From 1980 to 2005, California embarked on the largest prison building project in human history. The state is home to the largest prison population in the United States, with roughly 160,000 imprisoned and many more under state supervision. Since mid-1970’s, the California’s prison population has grown by 750%. This perverse Prison Crisis was made possible by a bloated regime of criminalization. Moral panics around crime helped pass iron-hand measures such as the three-strikes law and measured the prosecute juveniles as adults. As the editorial board of the New York Times noted, “California’s problem is not excessive crime, but excessive punishment.”

Parallel to the Prison Crisis, the redevelopment of Los Angeles is simultaneously discussing nature as a conduit for condominiums, lofts, art galleries, bars, and cafes. In this way, the Los Angeles River is constructed as both a justification and geographic route for the roll-out of a redevelopment socio-spatial imaginary. Initiatives such as the Northeast Los Angeles Riverfront Collaborative (NELA RC) are capturing the energy of the Los Angeles River as a catalyst for implementing development strategies through a Vision Plan.
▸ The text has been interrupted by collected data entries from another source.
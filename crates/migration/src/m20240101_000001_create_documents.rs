//! Create `documents`: one JSONB row per entity, grouped by collection.
//!
//! `seq` preserves insertion order for stable listings; `id` is the native
//! string identity handed back to callers.
use sea_orm_migration::{prelude::*, schema::*};

#[derive(DeriveMigrationName)]
pub struct Migration;

#[async_trait::async_trait]
impl MigrationTrait for Migration {
    async fn up(&self, manager: &SchemaManager) -> Result<(), DbErr> {
        manager
            .create_table(
                Table::create()
                    .table(Documents::Table)
                    .if_not_exists()
                    .col(
                        ColumnDef::new(Documents::Seq)
                            .big_integer()
                            .not_null()
                            .auto_increment()
                            .primary_key(),
                    )
                    .col(string_len(Documents::Collection, 64).not_null())
                    .col(
                        ColumnDef::new(Documents::Id)
                            .text()
                            .not_null()
                            .default(Expr::cust("gen_random_uuid()::text")),
                    )
                    .col(json_binary(Documents::Doc).not_null())
                    .to_owned(),
            )
            .await?;

        manager
            .create_index(
                Index::create()
                    .name("uq_documents_collection_id")
                    .table(Documents::Table)
                    .col(Documents::Collection)
                    .col(Documents::Id)
                    .unique()
                    .to_owned(),
            )
            .await?;

        manager
            .create_index(
                Index::create()
                    .name("ix_documents_collection")
                    .table(Documents::Table)
                    .col(Documents::Collection)
                    .to_owned(),
            )
            .await
    }

    async fn down(&self, manager: &SchemaManager) -> Result<(), DbErr> {
        manager.drop_table(Table::drop().table(Documents::Table).to_owned()).await
    }
}

#[derive(DeriveIden)]
enum Documents {
    Table,
    Seq,
    Collection,
    Id,
    Doc,
}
By creating a Riverfront District along five selected sites in Los Angeles (Atwater, Elysian Valley, Cypress Park, Lincoln Heights and Glassell Park) the initiative argues that the Riverfront District serves as a focal point for community revitalization, recreational activities, environmental stewardship, sustainable civic engagement, and economic growth for the entire city. Miranda Joseph notes that community emerges when people imagine themselves bound together by a common ground, grief or effort during moments of crisis, transformation or tragedy. The figure of the community, however, often becomes a celebratory invocation of a “utopian state of human relatedness”, an unmediated homogenous space from which a certain set of values are built up, naturalized/universalized and legitimated to represent the collective interest.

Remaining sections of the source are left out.